*** Begin section ***

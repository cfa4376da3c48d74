use crate::types::LogLevel;
use tracing_subscriber::EnvFilter;

/// Install the stderr subscriber. `RUST_LOG`, when set, replaces `--log-level`.
pub fn init(level: LogLevel) {
    let filter = EnvFilter::try_from_default_env()
        .unwrap_or_else(|_| EnvFilter::new(level.to_string()));

    // Stdout carries rendered output only.
    let _ = tracing_subscriber::fmt()
        .with_env_filter(filter)
        .with_writer(std::io::stderr)
        .with_target(false)
        .try_init();
}
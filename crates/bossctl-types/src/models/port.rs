use super::{AdminState, OperStatus};
use crate::record::{Record, declared_from_default};
use crate::value::Fields;
use serde::Deserialize;

proto_enum! {
    pub enum PortType {
        Unknown = 0 => "UNKNOWN",
        EthernetNni = 1 => "ETHERNET_NNI",
        EthernetUni = 2 => "ETHERNET_UNI",
        PonOlt = 3 => "PON_OLT",
        PonOnu = 4 => "PON_ONU",
        VenetOlt = 5 => "VENET_OLT",
        VenetOnu = 6 => "VENET_ONU",
    }
}

#[derive(Debug, Clone, Default, Deserialize)]
#[serde(rename_all = "camelCase", default)]
pub struct PeerPort {
    pub device_id: String,
    pub port_no: u32,
}

impl Record for PeerPort {
    fn fields(&self) -> Fields {
        Fields::new()
            .with("DeviceId", self.device_id.clone())
            .with("PortNo", self.port_no)
    }
}

/// A logical or physical port of a device.
#[derive(Debug, Clone, Default, Deserialize)]
#[serde(rename_all = "camelCase", default)]
pub struct Port {
    pub port_no: u32,
    pub label: String,
    #[serde(rename = "type")]
    pub port_type: PortType,
    pub admin_state: AdminState,
    pub oper_status: OperStatus,
    pub device_id: String,
    pub peers: Vec<PeerPort>,
}

impl Record for Port {
    fn fields(&self) -> Fields {
        Fields::new()
            .with("PortNo", self.port_no)
            .with("Label", self.label.clone())
            .with("Type", self.port_type)
            .with("AdminState", self.admin_state)
            .with("OperStatus", self.oper_status)
            .with("DeviceId", self.device_id.clone())
            .with(
                "Peers",
                self.peers.iter().map(Record::fields).collect::<Vec<_>>(),
            )
    }

    fn declared_fields() -> Option<Vec<String>> {
        Some(declared_from_default::<Self>())
    }
}
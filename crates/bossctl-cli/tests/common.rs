//! Shared helpers for the CLI integration tests.
//!
//! Every command runs against an empty temporary config file so the
//! developer's own `~/.config/bossctl/config.toml` never leaks into a test.
#![cfg(test)]
#![allow(dead_code)]

use assert_cmd::Command;
use std::fs;
use std::path::PathBuf;
use tempfile::TempDir;

pub struct TestFixture {
    _temp_dir: TempDir,
    config_path: PathBuf,
}

impl Default for TestFixture {
    fn default() -> Self {
        Self::new()
    }
}

impl TestFixture {
    pub fn new() -> Self {
        let temp_dir = TempDir::new().expect("Failed to create temp dir");
        let config_path = temp_dir.path().join("config.toml");
        Self {
            _temp_dir: temp_dir,
            config_path,
        }
    }

    pub fn write_config(&self, content: &str) {
        fs::write(&self.config_path, content).expect("Failed to write config");
    }

    #[allow(deprecated)]
    pub fn command(&self) -> Command {
        let mut cmd = Command::cargo_bin("bossctl").expect("Failed to find bossctl binary");
        cmd.arg("--config")
            .arg(&self.config_path)
            .env_remove("BOSSCTL_CONFIG")
            .env_remove("RUST_LOG");
        cmd
    }

    /// `bossctl render <kind> --input <fixture> <args...>`
    pub fn render(&self, kind: &str, fixture: &str, args: &[&str]) -> Command {
        let mut cmd = self.command();
        cmd.arg("render")
            .arg(kind)
            .arg("--input")
            .arg(fixture_path(fixture))
            .args(args);
        cmd
    }
}

pub fn fixture_path(name: &str) -> PathBuf {
    PathBuf::from(env!("CARGO_MANIFEST_DIR"))
        .join("tests")
        .join("fixtures")
        .join(name)
}

pub fn stdout_of(cmd: &mut Command) -> String {
    let output = cmd.output().expect("Failed to run bossctl");
    assert!(
        output.status.success(),
        "bossctl failed: {}",
        String::from_utf8_lossy(&output.stderr)
    );
    String::from_utf8(output.stdout).expect("stdout is not UTF-8")
}
//! Functions callable from format strings, e.g. `{{gosince .LastCommunication}}`.

use bossctl_types::Value;
use chrono::{DateTime, SecondsFormat, Utc};
use std::collections::BTreeMap;
use std::fmt;

/// Per-render inputs available to every function call.
#[derive(Debug, Clone, Copy)]
pub struct CallContext {
    pub now: DateTime<Utc>,
}

pub type FuncImpl = dyn Fn(&[Value], &CallContext) -> Value + Send + Sync;

pub struct Func {
    arity: usize,
    call: Box<FuncImpl>,
}

impl Func {
    pub fn arity(&self) -> usize {
        self.arity
    }

    pub fn call(&self, args: &[Value], ctx: &CallContext) -> Value {
        (self.call)(args, ctx)
    }
}

/// Named function table handed to the template compiler and executor.
pub struct FuncTable {
    funcs: BTreeMap<String, Func>,
}

impl FuncTable {
    /// A table with no functions at all.
    pub fn empty() -> Self {
        Self {
            funcs: BTreeMap::new(),
        }
    }

    /// The standard library: `since`, `gosince`, `timestamp`, `enum`, `yesno`,
    /// `humanbytes`, `upper`, `lower` and `json`.
    pub fn standard() -> Self {
        let mut table = Self::empty();
        table
            .register("since", 1, |args, ctx| {
                with_timestamp(&args[0], |ts| format_relative_time(ts, ctx.now))
            })
            .register("gosince", 1, |args, ctx| {
                with_timestamp(&args[0], |ts| format_go_duration(ctx.now - ts))
            })
            .register("timestamp", 1, |args, _| {
                with_timestamp(&args[0], |ts| ts.to_rfc3339_opts(SecondsFormat::Secs, true))
            })
            .register("enum", 1, |args, _| match &args[0] {
                Value::Enum(e) => Value::Str(e.name.to_string()),
                other => other.clone(),
            })
            .register("yesno", 1, |args, _| {
                Value::from(if args[0].is_truthy() { "yes" } else { "no" })
            })
            .register("humanbytes", 1, |args, _| match args[0].as_f64() {
                Some(n) => Value::Str(format_bytes(n)),
                None => args[0].clone(),
            })
            .register("upper", 1, |args, _| {
                Value::Str(args[0].to_string().to_uppercase())
            })
            .register("lower", 1, |args, _| {
                Value::Str(args[0].to_string().to_lowercase())
            })
            .register("json", 1, |args, _| {
                Value::Str(serde_json::to_string(&args[0]).unwrap_or_default())
            });
        table
    }

    pub fn register<F>(&mut self, name: &str, arity: usize, f: F) -> &mut Self
    where
        F: Fn(&[Value], &CallContext) -> Value + Send + Sync + 'static,
    {
        self.funcs.insert(
            name.to_string(),
            Func {
                arity,
                call: Box::new(f),
            },
        );
        self
    }

    pub fn get(&self, name: &str) -> Option<&Func> {
        self.funcs.get(name)
    }

    pub fn names(&self) -> impl Iterator<Item = &str> {
        self.funcs.keys().map(String::as_str)
    }
}

impl Default for FuncTable {
    fn default() -> Self {
        Self::standard()
    }
}

impl fmt::Debug for FuncTable {
    fn fmt(&self, f: &mut fmt::Formatter<'_>) -> fmt::Result {
        f.debug_set().entries(self.names()).finish()
    }
}

/// Apply `f` to a timestamp argument; anything else passes through unchanged.
fn with_timestamp(arg: &Value, f: impl FnOnce(DateTime<Utc>) -> String) -> Value {
    match arg.as_timestamp() {
        Some(ts) => Value::Str(f(ts)),
        None => arg.clone(),
    }
}

/// Relative age: "just now", "5 min ago", "yesterday", "3 weeks ago".
pub fn format_relative_time(ts: DateTime<Utc>, now: DateTime<Utc>) -> String {
    let duration = now.signed_duration_since(ts);

    let seconds = duration.num_seconds();
    let minutes = duration.num_minutes();
    let hours = duration.num_hours();
    let days = duration.num_days();

    if seconds < 60 {
        "just now".to_string()
    } else if minutes < 60 {
        format!("{} min ago", minutes)
    } else if hours < 24 {
        ago(hours, "hour")
    } else if days == 1 {
        "yesterday".to_string()
    } else if days < 7 {
        ago(days, "day")
    } else if days < 30 {
        ago(days / 7, "week")
    } else if days < 365 {
        ago(days / 30, "month")
    } else {
        ago(days / 365, "year")
    }
}

fn ago(count: i64, unit: &str) -> String {
    if count == 1 {
        format!("1 {} ago", unit)
    } else {
        format!("{} {}s ago", count, unit)
    }
}

/// Elapsed time as "1h2m3s" / "4m0s" / "12s", truncated to whole seconds.
pub fn format_go_duration(duration: chrono::Duration) -> String {
    let total = duration.num_seconds();
    let sign = if total < 0 { "-" } else { "" };
    let total = total.unsigned_abs();

    let hours = total / 3600;
    let minutes = (total % 3600) / 60;
    let seconds = total % 60;

    if hours > 0 {
        format!("{}{}h{}m{}s", sign, hours, minutes, seconds)
    } else if minutes > 0 {
        format!("{}{}m{}s", sign, minutes, seconds)
    } else {
        format!("{}{}s", sign, seconds)
    }
}

/// Byte count with binary units: "512 B", "1.5 KiB", "3.0 MiB".
pub fn format_bytes(count: f64) -> String {
    const UNITS: [&str; 6] = ["B", "KiB", "MiB", "GiB", "TiB", "PiB"];

    if count.abs() < 1024.0 {
        return format!("{} B", count);
    }

    let mut value = count;
    let mut unit = 0;
    while value.abs() >= 1024.0 && unit < UNITS.len() - 1 {
        value /= 1024.0;
        unit += 1;
    }
    format!("{:.1} {}", value, UNITS[unit])
}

*** End section ***

YOUR INSTRUCTIONS: Where a line of the records has the string "Sync", return that line.

SOLUTION TO THIS PROBLEM:
pub type FuncImpl = dyn Fn(&[Value], &CallContext) -> Value + Send + Sync;
        F: Fn(&[Value], &CallContext) -> Value + Send + Sync + 'static,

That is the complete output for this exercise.